• **Task requirements**: Pick out all lines of the entries that include the word "interval" and copy them.
━━━━━ Available records ━━━━━
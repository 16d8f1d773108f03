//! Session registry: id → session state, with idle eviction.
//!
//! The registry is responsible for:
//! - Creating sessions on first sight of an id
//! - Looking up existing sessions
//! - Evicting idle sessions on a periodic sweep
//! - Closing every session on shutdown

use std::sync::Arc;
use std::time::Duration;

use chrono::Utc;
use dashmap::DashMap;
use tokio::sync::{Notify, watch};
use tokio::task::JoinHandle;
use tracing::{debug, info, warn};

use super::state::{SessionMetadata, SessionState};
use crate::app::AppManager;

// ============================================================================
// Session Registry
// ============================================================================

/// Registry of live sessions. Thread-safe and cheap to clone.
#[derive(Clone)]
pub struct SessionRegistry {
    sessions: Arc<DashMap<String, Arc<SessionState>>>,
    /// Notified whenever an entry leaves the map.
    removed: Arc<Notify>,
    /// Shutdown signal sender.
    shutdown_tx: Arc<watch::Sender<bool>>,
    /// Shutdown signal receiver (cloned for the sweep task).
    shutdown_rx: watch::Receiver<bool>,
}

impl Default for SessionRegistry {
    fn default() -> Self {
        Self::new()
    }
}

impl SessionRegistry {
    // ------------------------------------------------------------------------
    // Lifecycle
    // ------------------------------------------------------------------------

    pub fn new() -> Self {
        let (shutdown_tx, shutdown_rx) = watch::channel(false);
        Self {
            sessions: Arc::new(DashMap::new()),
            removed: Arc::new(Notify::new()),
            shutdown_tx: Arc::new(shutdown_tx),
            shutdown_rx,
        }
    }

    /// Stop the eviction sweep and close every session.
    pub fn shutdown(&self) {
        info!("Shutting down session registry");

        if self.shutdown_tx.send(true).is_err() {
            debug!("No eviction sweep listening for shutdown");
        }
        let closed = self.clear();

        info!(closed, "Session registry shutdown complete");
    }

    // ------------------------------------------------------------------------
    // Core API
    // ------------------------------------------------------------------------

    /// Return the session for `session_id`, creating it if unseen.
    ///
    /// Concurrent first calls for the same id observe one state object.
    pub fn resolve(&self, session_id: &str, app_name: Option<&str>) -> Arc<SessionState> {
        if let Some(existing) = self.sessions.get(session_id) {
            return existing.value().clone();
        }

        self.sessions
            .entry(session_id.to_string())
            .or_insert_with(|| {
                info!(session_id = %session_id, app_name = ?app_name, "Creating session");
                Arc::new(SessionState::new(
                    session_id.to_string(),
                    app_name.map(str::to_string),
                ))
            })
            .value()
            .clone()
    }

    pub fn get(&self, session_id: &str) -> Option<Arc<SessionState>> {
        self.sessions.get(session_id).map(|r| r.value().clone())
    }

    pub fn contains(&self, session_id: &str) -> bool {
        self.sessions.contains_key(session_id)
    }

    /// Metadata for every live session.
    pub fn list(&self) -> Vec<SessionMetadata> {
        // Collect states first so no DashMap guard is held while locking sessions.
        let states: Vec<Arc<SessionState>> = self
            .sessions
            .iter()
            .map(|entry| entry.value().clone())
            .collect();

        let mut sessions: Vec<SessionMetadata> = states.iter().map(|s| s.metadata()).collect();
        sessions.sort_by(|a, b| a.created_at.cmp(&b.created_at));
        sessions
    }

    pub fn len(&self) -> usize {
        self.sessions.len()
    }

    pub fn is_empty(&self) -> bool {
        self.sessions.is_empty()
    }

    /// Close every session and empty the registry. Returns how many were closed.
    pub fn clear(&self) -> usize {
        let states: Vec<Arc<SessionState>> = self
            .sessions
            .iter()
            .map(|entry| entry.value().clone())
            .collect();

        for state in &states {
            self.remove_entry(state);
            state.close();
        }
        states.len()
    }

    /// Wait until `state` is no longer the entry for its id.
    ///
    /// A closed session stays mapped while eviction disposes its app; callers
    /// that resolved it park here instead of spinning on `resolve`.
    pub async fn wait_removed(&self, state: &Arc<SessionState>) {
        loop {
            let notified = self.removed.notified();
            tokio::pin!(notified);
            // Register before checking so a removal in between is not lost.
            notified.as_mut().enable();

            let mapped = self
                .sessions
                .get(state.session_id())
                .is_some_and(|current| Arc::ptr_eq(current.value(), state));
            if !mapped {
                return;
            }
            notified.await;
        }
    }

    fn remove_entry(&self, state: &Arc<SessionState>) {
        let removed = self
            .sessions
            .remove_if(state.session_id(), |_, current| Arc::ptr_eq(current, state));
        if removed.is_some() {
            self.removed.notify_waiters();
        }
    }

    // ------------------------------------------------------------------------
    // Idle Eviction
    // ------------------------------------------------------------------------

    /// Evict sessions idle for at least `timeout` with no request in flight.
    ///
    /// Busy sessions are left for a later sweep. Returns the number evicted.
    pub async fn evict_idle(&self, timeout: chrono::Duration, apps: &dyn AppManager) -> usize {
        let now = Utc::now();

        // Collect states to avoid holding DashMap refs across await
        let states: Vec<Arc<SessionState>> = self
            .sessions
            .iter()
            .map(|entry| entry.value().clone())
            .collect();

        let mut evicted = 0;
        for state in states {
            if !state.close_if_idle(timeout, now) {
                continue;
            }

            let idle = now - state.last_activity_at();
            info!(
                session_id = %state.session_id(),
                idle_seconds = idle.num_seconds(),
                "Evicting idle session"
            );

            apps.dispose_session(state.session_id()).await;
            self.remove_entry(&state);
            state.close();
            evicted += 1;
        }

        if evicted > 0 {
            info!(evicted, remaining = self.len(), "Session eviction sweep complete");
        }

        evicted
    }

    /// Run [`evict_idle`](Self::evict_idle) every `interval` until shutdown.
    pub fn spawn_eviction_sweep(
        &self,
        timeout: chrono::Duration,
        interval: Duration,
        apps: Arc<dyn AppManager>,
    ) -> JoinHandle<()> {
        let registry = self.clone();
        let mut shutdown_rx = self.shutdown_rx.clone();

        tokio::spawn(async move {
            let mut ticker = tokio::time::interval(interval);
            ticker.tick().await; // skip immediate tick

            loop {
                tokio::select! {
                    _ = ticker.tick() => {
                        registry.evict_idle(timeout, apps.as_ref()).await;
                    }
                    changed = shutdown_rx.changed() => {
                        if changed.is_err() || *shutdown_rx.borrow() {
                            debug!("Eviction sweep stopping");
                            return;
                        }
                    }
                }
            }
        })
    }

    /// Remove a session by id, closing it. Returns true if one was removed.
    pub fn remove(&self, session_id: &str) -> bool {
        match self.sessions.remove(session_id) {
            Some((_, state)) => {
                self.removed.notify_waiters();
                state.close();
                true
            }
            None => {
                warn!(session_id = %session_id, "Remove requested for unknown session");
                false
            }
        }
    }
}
━━━━━
━━━━━ Available records ━━━━━
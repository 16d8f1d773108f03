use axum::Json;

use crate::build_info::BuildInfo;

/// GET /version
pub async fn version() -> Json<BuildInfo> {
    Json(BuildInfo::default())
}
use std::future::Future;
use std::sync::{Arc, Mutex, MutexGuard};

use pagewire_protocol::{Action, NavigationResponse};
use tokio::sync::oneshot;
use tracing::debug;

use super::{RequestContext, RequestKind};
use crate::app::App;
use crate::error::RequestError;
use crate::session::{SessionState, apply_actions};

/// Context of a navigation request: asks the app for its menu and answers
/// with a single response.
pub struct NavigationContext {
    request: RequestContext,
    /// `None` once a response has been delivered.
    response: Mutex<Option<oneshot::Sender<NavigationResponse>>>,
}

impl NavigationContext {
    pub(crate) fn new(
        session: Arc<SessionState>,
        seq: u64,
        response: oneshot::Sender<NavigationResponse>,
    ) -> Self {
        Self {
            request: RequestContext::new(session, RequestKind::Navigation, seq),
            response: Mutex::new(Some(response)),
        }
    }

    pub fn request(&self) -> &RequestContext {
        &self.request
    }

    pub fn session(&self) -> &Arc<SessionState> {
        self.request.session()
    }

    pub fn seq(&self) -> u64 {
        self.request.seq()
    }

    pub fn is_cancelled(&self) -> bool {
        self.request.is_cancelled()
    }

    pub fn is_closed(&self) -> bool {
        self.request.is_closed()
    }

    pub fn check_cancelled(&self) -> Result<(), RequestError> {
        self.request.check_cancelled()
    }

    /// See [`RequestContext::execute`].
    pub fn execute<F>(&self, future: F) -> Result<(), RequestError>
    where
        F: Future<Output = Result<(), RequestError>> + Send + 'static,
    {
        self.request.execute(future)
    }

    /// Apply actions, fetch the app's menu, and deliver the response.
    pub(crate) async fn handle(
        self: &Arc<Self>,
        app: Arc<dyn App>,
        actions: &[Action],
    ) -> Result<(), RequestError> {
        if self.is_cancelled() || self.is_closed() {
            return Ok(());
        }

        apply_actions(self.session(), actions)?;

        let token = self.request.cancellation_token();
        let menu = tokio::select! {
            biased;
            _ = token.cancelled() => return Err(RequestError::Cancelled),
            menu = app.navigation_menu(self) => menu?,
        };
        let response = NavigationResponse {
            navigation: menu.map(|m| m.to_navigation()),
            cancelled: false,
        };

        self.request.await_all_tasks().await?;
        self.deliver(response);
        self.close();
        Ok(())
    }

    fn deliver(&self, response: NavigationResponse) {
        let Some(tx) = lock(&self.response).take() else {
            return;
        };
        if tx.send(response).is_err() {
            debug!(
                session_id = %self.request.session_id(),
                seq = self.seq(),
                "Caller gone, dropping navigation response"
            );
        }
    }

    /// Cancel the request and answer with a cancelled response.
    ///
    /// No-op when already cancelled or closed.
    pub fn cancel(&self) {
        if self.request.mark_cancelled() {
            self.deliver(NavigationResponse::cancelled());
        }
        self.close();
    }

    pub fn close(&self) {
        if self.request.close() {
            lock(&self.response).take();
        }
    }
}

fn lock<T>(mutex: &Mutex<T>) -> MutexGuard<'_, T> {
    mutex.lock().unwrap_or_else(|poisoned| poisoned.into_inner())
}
━━━━━
━━━━━ Available records ━━━━━
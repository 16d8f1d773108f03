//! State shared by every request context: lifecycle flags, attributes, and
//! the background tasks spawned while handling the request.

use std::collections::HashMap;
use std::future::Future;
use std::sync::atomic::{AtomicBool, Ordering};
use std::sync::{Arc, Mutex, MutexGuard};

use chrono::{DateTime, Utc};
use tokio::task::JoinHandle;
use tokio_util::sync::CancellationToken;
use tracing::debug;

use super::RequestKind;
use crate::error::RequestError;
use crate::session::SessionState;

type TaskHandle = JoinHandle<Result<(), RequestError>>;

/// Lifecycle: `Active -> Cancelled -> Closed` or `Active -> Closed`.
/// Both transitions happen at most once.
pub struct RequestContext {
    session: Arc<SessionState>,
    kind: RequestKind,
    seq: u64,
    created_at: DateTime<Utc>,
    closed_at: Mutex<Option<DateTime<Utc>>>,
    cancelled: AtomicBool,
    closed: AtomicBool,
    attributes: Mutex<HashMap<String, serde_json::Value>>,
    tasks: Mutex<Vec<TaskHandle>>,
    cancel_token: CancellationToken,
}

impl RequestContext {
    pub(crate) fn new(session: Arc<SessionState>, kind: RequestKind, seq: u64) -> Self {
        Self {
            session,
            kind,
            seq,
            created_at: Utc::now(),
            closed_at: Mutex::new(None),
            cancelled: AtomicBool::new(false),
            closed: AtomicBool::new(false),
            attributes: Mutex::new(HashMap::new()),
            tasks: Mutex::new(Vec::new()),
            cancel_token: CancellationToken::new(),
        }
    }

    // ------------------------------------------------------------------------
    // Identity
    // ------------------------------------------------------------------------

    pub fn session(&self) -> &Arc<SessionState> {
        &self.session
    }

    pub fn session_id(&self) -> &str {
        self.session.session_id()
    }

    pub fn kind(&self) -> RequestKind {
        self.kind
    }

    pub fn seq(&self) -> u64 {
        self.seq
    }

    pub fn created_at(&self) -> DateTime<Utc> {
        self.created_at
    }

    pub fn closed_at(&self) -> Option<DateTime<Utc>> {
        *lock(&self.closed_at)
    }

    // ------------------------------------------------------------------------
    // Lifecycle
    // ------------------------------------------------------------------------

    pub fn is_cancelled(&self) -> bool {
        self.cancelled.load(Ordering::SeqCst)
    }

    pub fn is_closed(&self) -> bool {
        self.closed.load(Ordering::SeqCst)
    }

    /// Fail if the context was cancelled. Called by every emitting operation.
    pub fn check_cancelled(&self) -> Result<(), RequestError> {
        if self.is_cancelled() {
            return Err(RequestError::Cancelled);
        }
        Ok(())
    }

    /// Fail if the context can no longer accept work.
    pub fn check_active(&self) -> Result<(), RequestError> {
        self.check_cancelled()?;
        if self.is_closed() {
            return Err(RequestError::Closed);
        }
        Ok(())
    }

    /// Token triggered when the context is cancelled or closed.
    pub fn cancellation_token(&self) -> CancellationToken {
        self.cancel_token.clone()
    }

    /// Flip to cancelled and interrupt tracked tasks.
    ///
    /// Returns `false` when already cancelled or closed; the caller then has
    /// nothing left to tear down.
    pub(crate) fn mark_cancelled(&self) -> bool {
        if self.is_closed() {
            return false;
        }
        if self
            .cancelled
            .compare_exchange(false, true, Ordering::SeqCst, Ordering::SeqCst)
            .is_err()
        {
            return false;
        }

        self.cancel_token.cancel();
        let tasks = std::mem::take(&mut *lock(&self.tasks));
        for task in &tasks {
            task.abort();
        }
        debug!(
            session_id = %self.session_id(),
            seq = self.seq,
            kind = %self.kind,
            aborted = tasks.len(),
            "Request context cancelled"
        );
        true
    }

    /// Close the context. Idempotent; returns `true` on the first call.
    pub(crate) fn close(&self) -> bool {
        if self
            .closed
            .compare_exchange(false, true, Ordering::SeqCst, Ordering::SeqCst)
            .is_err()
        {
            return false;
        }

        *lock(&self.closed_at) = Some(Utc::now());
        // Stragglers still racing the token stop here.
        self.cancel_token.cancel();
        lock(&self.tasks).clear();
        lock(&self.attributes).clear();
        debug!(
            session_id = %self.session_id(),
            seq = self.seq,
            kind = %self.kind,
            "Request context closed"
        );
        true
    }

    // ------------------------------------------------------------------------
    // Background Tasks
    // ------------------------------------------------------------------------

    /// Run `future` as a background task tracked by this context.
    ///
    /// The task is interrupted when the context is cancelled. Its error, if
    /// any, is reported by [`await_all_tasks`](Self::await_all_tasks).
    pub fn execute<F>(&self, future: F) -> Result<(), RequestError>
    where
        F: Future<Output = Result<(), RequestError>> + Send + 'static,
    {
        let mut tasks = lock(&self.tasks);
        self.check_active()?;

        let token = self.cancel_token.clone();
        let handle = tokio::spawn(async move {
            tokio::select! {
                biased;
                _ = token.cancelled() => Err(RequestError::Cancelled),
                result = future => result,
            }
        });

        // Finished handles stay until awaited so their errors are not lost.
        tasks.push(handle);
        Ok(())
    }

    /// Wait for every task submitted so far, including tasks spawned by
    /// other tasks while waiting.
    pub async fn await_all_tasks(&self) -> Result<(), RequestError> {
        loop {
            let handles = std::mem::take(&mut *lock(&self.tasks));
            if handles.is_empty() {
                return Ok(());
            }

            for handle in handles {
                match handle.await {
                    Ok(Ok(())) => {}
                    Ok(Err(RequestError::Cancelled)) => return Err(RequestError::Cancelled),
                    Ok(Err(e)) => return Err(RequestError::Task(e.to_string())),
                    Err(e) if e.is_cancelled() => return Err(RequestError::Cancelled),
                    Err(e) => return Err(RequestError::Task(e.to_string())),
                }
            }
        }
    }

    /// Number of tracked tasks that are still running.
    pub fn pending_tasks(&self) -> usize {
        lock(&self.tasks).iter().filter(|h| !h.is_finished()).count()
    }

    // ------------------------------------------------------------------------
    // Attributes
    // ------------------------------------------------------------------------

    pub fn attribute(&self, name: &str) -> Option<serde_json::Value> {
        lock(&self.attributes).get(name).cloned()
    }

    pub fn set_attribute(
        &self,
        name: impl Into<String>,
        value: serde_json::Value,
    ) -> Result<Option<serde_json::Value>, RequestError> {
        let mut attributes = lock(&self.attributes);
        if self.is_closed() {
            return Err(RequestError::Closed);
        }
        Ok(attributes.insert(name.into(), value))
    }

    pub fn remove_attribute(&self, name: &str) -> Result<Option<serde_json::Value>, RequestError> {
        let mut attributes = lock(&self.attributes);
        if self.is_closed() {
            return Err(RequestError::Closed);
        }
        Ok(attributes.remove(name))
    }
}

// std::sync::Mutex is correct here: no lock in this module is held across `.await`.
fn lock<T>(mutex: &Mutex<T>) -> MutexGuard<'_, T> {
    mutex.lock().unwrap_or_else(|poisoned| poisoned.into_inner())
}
━━━━━
• **Answer box**:
    /// Run [`evict_idle`](Self::evict_idle) every `interval` until shutdown.
        interval: Duration,
            let mut ticker = tokio::time::interval(interval);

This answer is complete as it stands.